* _Your objective_: Could you filter the records below and keep only the lines with the word "settle"?

[Records from a collection]
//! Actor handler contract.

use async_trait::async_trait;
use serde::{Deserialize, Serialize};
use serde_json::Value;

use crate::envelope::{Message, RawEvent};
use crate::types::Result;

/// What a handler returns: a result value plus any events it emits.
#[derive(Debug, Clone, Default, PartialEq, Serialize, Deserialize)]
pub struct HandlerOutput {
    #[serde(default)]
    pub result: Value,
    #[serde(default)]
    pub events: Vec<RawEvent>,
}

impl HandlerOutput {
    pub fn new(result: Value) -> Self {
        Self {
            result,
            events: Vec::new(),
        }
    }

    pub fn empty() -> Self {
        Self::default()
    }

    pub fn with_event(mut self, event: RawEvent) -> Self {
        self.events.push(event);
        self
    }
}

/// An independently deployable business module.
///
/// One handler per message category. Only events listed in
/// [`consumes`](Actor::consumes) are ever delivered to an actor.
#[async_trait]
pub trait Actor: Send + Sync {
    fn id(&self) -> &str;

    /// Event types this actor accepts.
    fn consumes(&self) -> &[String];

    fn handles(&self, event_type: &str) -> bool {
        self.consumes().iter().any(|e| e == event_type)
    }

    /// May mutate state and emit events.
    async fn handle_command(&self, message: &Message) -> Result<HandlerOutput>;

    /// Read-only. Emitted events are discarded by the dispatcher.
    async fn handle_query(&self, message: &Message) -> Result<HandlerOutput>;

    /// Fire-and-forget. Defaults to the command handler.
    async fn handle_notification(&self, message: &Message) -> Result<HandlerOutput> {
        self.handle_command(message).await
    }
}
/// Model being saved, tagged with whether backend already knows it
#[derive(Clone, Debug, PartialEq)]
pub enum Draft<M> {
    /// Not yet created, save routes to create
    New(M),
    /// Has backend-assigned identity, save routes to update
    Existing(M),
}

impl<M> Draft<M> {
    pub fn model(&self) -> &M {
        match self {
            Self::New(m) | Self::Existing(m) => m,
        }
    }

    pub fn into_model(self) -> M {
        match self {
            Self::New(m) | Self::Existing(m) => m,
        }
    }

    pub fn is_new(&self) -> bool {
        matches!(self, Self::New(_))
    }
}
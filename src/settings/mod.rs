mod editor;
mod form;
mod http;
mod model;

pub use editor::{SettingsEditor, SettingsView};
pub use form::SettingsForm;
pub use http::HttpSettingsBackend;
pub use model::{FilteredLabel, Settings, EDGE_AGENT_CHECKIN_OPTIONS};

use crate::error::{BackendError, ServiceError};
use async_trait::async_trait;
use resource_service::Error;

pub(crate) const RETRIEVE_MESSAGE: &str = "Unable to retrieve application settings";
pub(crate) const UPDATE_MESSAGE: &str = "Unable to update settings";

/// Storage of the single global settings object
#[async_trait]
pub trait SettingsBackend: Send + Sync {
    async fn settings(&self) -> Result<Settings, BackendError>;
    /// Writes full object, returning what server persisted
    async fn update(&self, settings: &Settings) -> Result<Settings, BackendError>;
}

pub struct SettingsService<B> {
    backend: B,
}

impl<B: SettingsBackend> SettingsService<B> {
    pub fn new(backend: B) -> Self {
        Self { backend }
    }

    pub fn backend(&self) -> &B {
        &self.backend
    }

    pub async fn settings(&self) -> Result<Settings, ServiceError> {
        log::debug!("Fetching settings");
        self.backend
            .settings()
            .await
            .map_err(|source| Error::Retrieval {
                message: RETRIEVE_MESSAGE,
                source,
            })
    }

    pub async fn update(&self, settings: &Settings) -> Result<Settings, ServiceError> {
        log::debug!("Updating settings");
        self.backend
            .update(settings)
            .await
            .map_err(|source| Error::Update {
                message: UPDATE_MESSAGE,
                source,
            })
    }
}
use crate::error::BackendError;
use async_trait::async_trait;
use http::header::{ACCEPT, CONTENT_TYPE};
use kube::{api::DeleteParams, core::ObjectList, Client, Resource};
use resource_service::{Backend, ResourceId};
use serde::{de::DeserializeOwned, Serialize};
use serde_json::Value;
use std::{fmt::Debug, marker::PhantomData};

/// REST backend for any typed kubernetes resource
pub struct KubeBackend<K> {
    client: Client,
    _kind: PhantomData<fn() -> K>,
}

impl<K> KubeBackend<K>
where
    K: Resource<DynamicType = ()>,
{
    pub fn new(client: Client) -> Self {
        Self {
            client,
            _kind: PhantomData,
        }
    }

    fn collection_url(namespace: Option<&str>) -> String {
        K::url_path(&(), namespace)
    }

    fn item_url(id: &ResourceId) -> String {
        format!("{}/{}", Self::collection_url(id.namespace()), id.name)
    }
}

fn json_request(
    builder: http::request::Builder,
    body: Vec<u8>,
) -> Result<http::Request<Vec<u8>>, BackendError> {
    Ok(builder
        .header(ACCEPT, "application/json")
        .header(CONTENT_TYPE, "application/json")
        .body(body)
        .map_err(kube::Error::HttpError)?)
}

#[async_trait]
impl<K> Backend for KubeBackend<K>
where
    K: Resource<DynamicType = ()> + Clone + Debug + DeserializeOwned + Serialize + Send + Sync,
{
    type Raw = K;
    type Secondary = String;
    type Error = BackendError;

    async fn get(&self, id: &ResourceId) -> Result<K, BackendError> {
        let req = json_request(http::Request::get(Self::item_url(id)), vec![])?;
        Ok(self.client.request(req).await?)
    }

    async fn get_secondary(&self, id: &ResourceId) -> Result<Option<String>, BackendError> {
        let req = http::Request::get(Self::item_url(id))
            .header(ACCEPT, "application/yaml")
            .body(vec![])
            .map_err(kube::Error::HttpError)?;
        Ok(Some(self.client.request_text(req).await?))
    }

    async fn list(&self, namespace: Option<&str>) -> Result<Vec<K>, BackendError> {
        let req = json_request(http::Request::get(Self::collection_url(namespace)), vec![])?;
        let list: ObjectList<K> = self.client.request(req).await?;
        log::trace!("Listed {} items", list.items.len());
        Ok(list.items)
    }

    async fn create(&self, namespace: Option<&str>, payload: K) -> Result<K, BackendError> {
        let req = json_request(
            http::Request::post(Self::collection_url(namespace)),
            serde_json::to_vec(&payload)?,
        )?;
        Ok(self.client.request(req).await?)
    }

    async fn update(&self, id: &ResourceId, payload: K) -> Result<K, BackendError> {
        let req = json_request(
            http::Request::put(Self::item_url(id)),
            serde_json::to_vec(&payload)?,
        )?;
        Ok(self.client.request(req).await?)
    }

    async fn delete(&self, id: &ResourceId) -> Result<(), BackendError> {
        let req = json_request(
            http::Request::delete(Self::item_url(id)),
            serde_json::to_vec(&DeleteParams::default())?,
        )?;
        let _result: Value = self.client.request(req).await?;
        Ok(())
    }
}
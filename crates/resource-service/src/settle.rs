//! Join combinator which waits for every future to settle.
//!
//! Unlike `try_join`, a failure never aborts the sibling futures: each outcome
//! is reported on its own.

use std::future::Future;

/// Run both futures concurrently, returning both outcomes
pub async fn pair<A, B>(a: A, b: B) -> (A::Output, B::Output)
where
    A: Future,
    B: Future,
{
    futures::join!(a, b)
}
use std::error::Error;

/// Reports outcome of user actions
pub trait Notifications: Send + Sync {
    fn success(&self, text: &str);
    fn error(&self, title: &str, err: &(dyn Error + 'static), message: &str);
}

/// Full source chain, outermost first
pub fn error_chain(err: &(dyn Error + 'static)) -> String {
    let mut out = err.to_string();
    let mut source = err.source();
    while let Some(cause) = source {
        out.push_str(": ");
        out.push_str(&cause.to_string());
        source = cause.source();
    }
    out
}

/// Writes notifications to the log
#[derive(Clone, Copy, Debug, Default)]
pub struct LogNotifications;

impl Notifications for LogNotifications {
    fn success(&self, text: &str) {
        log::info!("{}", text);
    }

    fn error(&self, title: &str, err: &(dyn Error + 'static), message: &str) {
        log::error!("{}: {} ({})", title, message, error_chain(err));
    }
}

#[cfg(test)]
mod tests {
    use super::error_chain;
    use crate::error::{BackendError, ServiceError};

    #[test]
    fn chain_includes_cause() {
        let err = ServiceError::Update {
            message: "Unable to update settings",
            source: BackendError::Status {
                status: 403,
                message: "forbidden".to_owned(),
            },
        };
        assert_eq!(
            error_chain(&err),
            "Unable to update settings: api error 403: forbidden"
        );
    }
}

* _Finished task_:
filename crates/resource-service/src/settle.rs
//! Join combinator which waits for every future to settle.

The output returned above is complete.